- What this task involves
Entries follow. Return each line that contains the word "violated".

- Listed entries
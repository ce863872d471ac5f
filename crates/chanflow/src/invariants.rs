//! Debug assertion macros for channel invariants.
//!
//! These macros provide runtime checks for the invariants that `Chan` and
//! `Handler` must uphold. They are only active in debug builds
//! (`#[cfg(debug_assertions)]`), so there is zero overhead in release builds.

// =============================================================================
// Rendezvous asymmetry
// =============================================================================

/// Assert that an unbuffered channel never has both takers and putters parked
/// at once.
///
/// **Invariant**: for an unbuffered channel, `takes.is_empty() || puts.is_empty()`.
///
/// Used in: `ChanInner::put`/`ChanInner::get`, after the direct-rendezvous scan.
macro_rules! debug_assert_rendezvous_asymmetry {
    ($takes_len:expr, $puts_len:expr) => {
        debug_assert!(
            $takes_len == 0 || $puts_len == 0,
            "rendezvous asymmetry violated: {} parked takers and {} parked putters",
            $takes_len,
            $puts_len
        )
    };
}

// =============================================================================
// Buffer-first rule
// =============================================================================

/// Assert that a taker is only parked on a buffered channel when the buffer
/// is empty.
///
/// **Invariant**: `buf.is_some() ⟹ (takes.is_empty() || buf.len() == 0)`.
///
/// Used in: `ChanInner::get`, before enqueuing a parked taker.
macro_rules! debug_assert_takes_only_when_buf_empty {
    ($takes_len:expr, $buf_len:expr) => {
        debug_assert!(
            $takes_len == 0 || $buf_len == 0,
            "buffer-first rule violated: {} parked takers while buffer holds {} values",
            $takes_len,
            $buf_len
        )
    };
}

// =============================================================================
// Completion-once
// =============================================================================

/// Assert that the transducer's completion arity is never invoked twice.
///
/// **Invariant**: `xform_done` transitions `false -> true` at most once.
///
/// Used in: `ChanInner::complete_xform_if_ready`.
macro_rules! debug_assert_completes_once {
    ($already_done:expr) => {
        debug_assert!(
            !$already_done,
            "completion arity invoked more than once on the same channel"
        )
    };
}

// =============================================================================
// Lock ordering
// =============================================================================

/// Assert that two handler lock IDs are being acquired in ascending order.
///
/// **Invariant**: whenever two Handler locks are held simultaneously, the one
/// with the smaller `lock_id` is acquired first.
///
/// Used in: `handler::acquire_two`.
macro_rules! debug_assert_ascending_lock_order {
    ($first:expr, $second:expr) => {
        debug_assert!(
            $first <= $second,
            "lock order violated: acquired lock_id {} before {}",
            $first,
            $second
        )
    };
}

// =============================================================================
// Queue bound
// =============================================================================

/// Assert that a parked-operation queue never silently exceeds the
/// documented bound (callers must reject with `QueueSizeExceeded` first).
///
/// **Invariant**: `len <= MAX_QUEUE_SIZE`.
///
/// Used in: `ChanInner::put`/`ChanInner::get`, after a successful enqueue.
macro_rules! debug_assert_queue_bounded {
    ($len:expr, $max:expr) => {
        debug_assert!(
            $len <= $max,
            "queue bound violated: {} entries exceeds MAX_QUEUE_SIZE {}",
            $len,
            $max
        )
    };
}

// =============================================================================
// Re-exports for crate-internal use
// =============================================================================

pub(crate) use debug_assert_ascending_lock_order;
pub(crate) use debug_assert_completes_once;
pub(crate) use debug_assert_queue_bounded;
pub(crate) use debug_assert_rendezvous_asymmetry;
pub(crate) use debug_assert_takes_only_when_buf_empty;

- Solution to the problem
            "rendezvous asymmetry violated: {} parked takers and {} parked putters",
            "buffer-first rule violated: {} parked takers while buffer holds {} values",
            "lock order violated: acquired lock_id {} before {}",
            "queue bound violated: {} entries exceeds MAX_QUEUE_SIZE {}",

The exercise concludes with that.